ACTION ITEM
Only the lines below, from the one with "assert!(!is_whitespace('\x0B'));" through the one with "assert_eq!(c1_replacement(0x80), Some('€'));", are to be written out, exactly.

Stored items

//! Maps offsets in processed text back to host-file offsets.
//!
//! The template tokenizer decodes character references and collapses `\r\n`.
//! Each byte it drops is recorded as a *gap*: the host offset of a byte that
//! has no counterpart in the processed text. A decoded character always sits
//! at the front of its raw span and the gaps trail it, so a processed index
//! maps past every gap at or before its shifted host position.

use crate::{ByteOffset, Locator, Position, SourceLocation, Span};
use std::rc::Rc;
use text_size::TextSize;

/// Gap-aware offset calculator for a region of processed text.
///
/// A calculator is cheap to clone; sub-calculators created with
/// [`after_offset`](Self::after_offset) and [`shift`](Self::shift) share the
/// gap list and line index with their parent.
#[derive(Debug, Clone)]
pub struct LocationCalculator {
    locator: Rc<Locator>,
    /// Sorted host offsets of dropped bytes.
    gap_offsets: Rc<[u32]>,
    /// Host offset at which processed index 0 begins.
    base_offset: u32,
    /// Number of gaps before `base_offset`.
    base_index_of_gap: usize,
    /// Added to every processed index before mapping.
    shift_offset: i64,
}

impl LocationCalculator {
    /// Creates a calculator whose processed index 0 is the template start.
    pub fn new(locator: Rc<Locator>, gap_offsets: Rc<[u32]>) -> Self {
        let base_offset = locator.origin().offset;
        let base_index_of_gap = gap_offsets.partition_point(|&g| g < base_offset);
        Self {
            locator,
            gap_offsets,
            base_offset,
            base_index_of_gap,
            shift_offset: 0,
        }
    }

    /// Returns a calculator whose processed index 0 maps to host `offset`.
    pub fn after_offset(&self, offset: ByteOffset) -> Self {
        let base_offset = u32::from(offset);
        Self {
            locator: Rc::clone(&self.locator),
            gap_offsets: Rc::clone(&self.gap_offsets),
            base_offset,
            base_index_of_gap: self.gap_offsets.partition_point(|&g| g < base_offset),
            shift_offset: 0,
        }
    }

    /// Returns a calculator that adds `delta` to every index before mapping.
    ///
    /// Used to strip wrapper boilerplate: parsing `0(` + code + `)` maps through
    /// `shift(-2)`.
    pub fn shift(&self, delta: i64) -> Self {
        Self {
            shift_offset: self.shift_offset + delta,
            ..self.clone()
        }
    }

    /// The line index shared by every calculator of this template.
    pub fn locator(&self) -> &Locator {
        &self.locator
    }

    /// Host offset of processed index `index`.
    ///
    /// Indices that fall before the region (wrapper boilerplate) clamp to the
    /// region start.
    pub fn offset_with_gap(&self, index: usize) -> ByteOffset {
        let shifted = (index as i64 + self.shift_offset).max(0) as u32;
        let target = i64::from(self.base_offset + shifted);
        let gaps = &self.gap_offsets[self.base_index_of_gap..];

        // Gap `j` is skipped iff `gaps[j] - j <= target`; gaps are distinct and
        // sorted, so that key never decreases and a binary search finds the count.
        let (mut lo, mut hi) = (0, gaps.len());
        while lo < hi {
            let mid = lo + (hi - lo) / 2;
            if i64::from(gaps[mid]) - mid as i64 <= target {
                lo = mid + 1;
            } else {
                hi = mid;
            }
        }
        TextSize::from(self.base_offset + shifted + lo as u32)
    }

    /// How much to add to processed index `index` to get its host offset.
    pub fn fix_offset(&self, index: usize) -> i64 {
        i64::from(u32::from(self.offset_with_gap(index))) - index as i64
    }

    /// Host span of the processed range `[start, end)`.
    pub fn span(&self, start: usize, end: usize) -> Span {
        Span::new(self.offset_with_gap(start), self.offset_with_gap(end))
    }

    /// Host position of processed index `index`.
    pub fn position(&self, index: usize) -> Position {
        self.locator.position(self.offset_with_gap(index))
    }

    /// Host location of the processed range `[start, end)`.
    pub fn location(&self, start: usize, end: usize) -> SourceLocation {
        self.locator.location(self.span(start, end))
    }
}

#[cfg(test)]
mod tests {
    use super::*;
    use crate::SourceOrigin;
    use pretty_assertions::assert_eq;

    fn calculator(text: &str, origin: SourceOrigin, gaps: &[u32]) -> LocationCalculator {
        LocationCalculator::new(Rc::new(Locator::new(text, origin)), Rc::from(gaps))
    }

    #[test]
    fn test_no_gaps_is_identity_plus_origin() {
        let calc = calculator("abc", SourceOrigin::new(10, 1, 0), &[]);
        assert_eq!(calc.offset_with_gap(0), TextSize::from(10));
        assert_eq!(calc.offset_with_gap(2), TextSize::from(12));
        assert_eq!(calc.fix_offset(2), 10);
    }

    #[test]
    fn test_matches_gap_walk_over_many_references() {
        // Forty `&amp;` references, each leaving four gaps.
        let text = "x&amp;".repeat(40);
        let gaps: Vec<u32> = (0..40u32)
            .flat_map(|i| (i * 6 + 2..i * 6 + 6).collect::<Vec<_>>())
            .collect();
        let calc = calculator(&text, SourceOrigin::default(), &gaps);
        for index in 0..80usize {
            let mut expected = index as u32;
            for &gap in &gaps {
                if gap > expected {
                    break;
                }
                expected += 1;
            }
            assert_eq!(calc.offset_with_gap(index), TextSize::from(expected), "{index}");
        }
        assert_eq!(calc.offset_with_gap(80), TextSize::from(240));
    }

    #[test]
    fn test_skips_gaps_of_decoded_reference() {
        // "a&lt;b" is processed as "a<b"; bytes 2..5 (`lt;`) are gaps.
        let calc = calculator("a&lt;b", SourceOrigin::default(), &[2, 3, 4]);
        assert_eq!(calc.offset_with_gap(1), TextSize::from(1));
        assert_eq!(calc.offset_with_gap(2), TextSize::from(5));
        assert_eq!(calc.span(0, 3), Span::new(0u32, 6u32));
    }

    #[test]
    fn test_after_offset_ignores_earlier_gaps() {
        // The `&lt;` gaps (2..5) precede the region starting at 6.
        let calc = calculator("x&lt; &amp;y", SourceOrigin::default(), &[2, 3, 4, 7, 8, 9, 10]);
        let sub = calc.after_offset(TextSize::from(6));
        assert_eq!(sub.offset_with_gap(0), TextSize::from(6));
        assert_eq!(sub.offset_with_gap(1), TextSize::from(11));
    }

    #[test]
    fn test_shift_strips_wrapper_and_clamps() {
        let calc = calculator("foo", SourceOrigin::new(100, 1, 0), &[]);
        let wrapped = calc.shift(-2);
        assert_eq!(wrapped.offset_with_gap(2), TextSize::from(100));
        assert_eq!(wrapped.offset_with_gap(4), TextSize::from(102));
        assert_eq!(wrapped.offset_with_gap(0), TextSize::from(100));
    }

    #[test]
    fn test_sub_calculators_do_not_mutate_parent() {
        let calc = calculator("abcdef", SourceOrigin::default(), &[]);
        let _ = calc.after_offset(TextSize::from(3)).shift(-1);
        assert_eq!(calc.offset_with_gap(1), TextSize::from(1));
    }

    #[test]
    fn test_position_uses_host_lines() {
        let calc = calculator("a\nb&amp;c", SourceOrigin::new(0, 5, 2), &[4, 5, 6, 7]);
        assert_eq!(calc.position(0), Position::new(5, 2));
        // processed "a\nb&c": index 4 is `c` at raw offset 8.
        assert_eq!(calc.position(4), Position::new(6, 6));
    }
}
---
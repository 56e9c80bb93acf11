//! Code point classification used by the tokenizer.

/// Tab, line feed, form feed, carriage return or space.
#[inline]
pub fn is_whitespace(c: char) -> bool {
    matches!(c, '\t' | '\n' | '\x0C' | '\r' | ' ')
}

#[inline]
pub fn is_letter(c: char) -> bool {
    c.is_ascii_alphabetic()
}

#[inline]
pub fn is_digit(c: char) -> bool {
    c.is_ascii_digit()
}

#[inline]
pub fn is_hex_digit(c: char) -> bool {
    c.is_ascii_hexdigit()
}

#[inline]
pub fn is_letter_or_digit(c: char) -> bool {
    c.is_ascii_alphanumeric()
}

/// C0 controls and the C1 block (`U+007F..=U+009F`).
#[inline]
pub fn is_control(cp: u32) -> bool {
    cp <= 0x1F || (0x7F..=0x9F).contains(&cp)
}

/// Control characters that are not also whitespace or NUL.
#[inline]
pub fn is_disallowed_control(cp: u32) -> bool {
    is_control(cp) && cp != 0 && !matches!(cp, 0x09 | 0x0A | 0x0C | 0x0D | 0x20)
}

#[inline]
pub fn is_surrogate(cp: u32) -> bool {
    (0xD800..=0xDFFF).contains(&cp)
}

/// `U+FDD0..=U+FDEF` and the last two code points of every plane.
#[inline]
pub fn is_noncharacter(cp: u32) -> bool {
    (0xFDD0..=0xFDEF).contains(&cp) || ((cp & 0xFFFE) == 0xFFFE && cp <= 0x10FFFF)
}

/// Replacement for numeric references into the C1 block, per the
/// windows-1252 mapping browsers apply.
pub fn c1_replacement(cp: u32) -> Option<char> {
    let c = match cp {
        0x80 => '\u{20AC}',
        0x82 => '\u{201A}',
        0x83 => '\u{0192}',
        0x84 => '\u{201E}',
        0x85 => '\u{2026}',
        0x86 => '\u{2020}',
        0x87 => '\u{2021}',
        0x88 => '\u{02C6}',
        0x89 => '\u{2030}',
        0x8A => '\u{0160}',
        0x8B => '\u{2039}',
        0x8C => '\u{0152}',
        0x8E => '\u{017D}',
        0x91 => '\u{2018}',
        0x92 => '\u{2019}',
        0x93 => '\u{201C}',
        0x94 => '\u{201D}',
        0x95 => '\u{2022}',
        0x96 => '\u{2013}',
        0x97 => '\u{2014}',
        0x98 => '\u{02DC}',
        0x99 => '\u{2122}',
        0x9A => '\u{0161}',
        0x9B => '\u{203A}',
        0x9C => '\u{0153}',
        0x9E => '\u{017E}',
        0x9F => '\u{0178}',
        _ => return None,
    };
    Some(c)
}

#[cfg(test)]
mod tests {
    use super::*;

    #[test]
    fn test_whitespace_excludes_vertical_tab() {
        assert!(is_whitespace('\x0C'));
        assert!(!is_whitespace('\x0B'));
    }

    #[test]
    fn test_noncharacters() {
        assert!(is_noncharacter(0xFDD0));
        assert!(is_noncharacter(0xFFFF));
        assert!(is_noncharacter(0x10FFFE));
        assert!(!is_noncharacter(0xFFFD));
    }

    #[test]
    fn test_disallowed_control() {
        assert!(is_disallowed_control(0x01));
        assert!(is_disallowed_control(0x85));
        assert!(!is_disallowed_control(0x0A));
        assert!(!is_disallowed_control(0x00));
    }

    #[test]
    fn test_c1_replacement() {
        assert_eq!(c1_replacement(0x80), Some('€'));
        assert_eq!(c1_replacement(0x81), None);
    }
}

FINAL ANSWER
        assert!(!is_whitespace('\x0B'));
    }

    #[test]
    fn test_noncharacters() {
        assert!(is_noncharacter(0xFDD0));
        assert!(is_noncharacter(0xFFFF));
        assert!(is_noncharacter(0x10FFFE));
        assert!(!is_noncharacter(0xFFFD));
    }

    #[test]
    fn test_disallowed_control() {
        assert!(is_disallowed_control(0x01));
        assert!(is_disallowed_control(0x85));
        assert!(!is_disallowed_control(0x0A));
        assert!(!is_disallowed_control(0x00));
    }

    #[test]
    fn test_c1_replacement() {
        assert_eq!(c1_replacement(0x80), Some('€'));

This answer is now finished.